Все свои проклятия Астафьев шлет войне. Но ведь от коллективизации погибло больше, чем на войне, не говоря уж о лагерях. И не война перевернула всю русскую жщнъ и превратила ее в мутный кошмар. Очень многословно и обстоятельно рассказывает он обо всем, что довелось ему узнать в жизни, но только не об узловых моментах своего (да и всех нас) опыта. В этом упорном молчании чудится даже некий вызов. «О таком или все или ничего», — осторожно намекает он в конце своей книги. Во всяком случае, это честнее, нежели водевильные лагеря Абрамова и его шуточки о паспортной системе.

Вот и Шукшин очень хорош, пока он описывает нам встречу с волками в лесу, или измену жены, или смерть сына — все это в неком абстрактном обрам­лении, неизвестно где и когда происходящее. Но едва он входит в социальный контекст и старается уточ­нить деталями время и место, сразу же появляется неправда.

Если деревенщики прячутся от проблем в фольк­лоре, то по-другому делает это Трифонов — он уходит в «интим», в частную жизнь и психологию. Но как у Бабаевского в свое время были выдуманные колхоз­ники, выдуманные урожаи и выдуманное счастье, так у Трифонова — выдуманная психология, выдуманные конфликты и выдуманные страдания. Изменились только краски палитры, но метод все тот же: подмена реальности псевдореальностью. На самом деле вовсе не тем живут сегодня русские люди, не о том говорят, ^не так говорят, не оттого мучаются. В романе «Дом на набережной» Трифонов рассказывает о сталинском времени, но тщетно мы будем там искать знакомых всем нам примет той эпохи. Это как в фильме Тарков­ского «Зеркало». Говорить о юности поколения, вы­росшего при Сталине, и не только не показать того, что формировало и уродовало детские души, опреде­ляло надолго, быть может, навсегда, характер людей, а даже не повесить нигде портрета Великого Вождя. Вместо этого Тарковский показывает нам... Мао Цзедуна! Это как в том анекдоте: «Стакан воды с сиро­пом!.. Нет сиропа? И сдачи нет? Ну тогда четыре стакана чистой».

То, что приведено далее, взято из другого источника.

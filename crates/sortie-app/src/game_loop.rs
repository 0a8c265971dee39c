//! Game loop task: ticks the engine at the configured frame rate and writes
//! the frame stream as JSON lines.
//!
//! Commands arrive on an `mpsc` channel and are queued into the engine
//! between frames. Each frame's host events go to the decision dispatcher
//! and the narrator, then out to the writer.

use std::time::Instant;

use serde::Serialize;
use tokio::io::{AsyncWrite, AsyncWriteExt};
use tokio::sync::mpsc;
use tokio::time::MissedTickBehavior;

use sortie_core::commands::InputCommand;
use sortie_core::events::SimEvent;
use sortie_core::state::FrameSnapshot;
use sortie_sim::SimulationEngine;

use crate::config::AppConfig;
use crate::decision_client::{DecisionClient, DecisionDispatcher};
use crate::narrator::Narrator;
use crate::state::{GameLoopCommand, LatestSnapshot};

/// One line of output.
#[derive(Serialize)]
#[serde(tag = "kind", rename_all = "snake_case")]
enum OutputLine<'a> {
    Event { event: &'a SimEvent },
    Frame { snapshot: &'a FrameSnapshot },
}

/// Serialize a frame: the full snapshot when `emit_snapshots` is set,
/// otherwise one line per host event.
pub fn frame_lines(
    snapshot: &FrameSnapshot,
    emit_snapshots: bool,
) -> serde_json::Result<Vec<String>> {
    if emit_snapshots {
        return Ok(vec![serde_json::to_string(&OutputLine::Frame { snapshot })?]);
    }
    snapshot
        .events
        .iter()
        .map(|event| serde_json::to_string(&OutputLine::Event { event }))
        .collect()
}

fn event_lines(events: &[SimEvent]) -> serde_json::Result<Vec<String>> {
    events
        .iter()
        .map(|event| serde_json::to_string(&OutputLine::Event { event }))
        .collect()
}

async fn write_lines<W>(out: &mut W, lines: &[String]) -> std::io::Result<()>
where
    W: AsyncWrite + Unpin,
{
    for line in lines {
        out.write_all(line.as_bytes()).await?;
        out.write_all(b"\n").await?;
    }
    out.flush().await
}

/// Run until `Shutdown` or until every command sender is gone.
///
/// `tx` must feed the same channel as `rx`: decision outcomes and speech
/// engine notifications come back through it.
pub async fn run_game_loop<W>(
    config: &AppConfig,
    tx: mpsc::Sender<GameLoopCommand>,
    mut rx: mpsc::Receiver<GameLoopCommand>,
    latest: LatestSnapshot,
    mut out: W,
) -> std::io::Result<()>
where
    W: AsyncWrite + Unpin,
{
    let client = DecisionClient::new(config.decision_url.clone(), config.decision_timeout())
        .map_err(std::io::Error::other)?;
    if !client.is_enabled() {
        tracing::info!("no decision service configured, wingman uses local steering");
    }
    let mut decisions = DecisionDispatcher::new(client, tx.clone());
    let mut narrator = Narrator::new(tx.clone());
    drop(tx);

    let mut engine = SimulationEngine::new(config.sim_config());
    if let Some(prompt) = &config.wingman_prompt {
        engine.queue_command(InputCommand::SetWingmanPrompt {
            prompt: prompt.clone(),
        });
    }

    let mut ticker = tokio::time::interval(config.frame_interval());
    ticker.set_missed_tick_behavior(MissedTickBehavior::Skip);
    let mut last_frame = Instant::now();

    tracing::info!(
        frame_rate = config.frame_rate,
        seed = config.seed,
        "game loop started"
    );

    loop {
        tokio::select! {
            biased;

            cmd = rx.recv() => match cmd {
                Some(GameLoopCommand::Input(command)) => engine.queue_command(command),
                Some(GameLoopCommand::Shutdown) | None => break,
            },

            _ = ticker.tick() => {
                let now = Instant::now();
                let dt = now.duration_since(last_frame).as_secs_f64();
                last_frame = now;

                let snapshot = engine.tick(dt);
                decisions.handle_events(&snapshot.events);
                narrator.handle_events(&snapshot.events);

                let lines = frame_lines(&snapshot, config.emit_snapshots)
                    .map_err(std::io::Error::other)?;
                write_lines(&mut out, &lines).await?;

                if let Ok(mut lock) = latest.lock() {
                    *lock = Some(snapshot);
                }
            }
        }
    }

    let events = engine.shutdown();
    decisions.handle_events(&events);
    decisions.cancel_all();
    narrator.stop();
    let lines = event_lines(&events).map_err(std::io::Error::other)?;
    write_lines(&mut out, &lines).await?;
    tracing::info!(tick = engine.time().tick, "game loop stopped");
    Ok(())
}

Но если в «Доме на набережной» Трифонова бы­ло, по крайней мере, некое подобие атмосферы, пусть очень слабо и отдаленно, но все же напоминающее атмосферу сталинского времени, то его «Старик» — это не что иное, как видимость романа. Как скорлупа гнилого ореха — на вид вроде орех, а нажми, и внутри лишь пустота. Я говорю «видимость романа», потому что по всем формальным признакам это произведение нацелено быть значительным событием современной русской литературы. В самом деле, герой книги — старый большевик, один на один со своей совестью и воспоминаниями. Подведение итогов перед лицом близкой смерти. Тема действительно захватывающая: что должен думать человек, отдавший всего себя пар­тии, которая провела самую радикальную из всех ре­волюций, начала переделывать великую страну в пол­ном соответствии с «научным» рецептом построения нового счастливого общества и в результате вместо счастливого и справедливого общества построила мрачное казарменное государство без света и воздуха, без свободы, без движения и жизни? Какие оправдания, если он еще чувствует себя большевиком, должен этот человек давать морям крови, пролитым его партией, насилиям и преступлениям, совершенным ею, лжи и обману, к которым она прибегала для достижения своих целей, и наконец акту самоуничтожения, в ре­зультате которого она перестала существовать собст­венно как политическая партия и превратилась в бю­рократический, строго иерархический аппарат господ­ства и принуждения? Какие сомнения и раскаяния ему приходилось преодолевать? Какие вопросы роились в его мозгу и, быть может, так и не получили ответа? Захватывающая тема для художника, грандиозные перспективы. Но что же получилось у Трифонова? Пустота, старательное замалчивание всех вопросов. Просто некие психологические наблюдения над умира­нием старого человека, который почему-то назван большевиком. Да и психологизм-то этот кустарный. После Пруста и Джойса писать так уже стыдновато.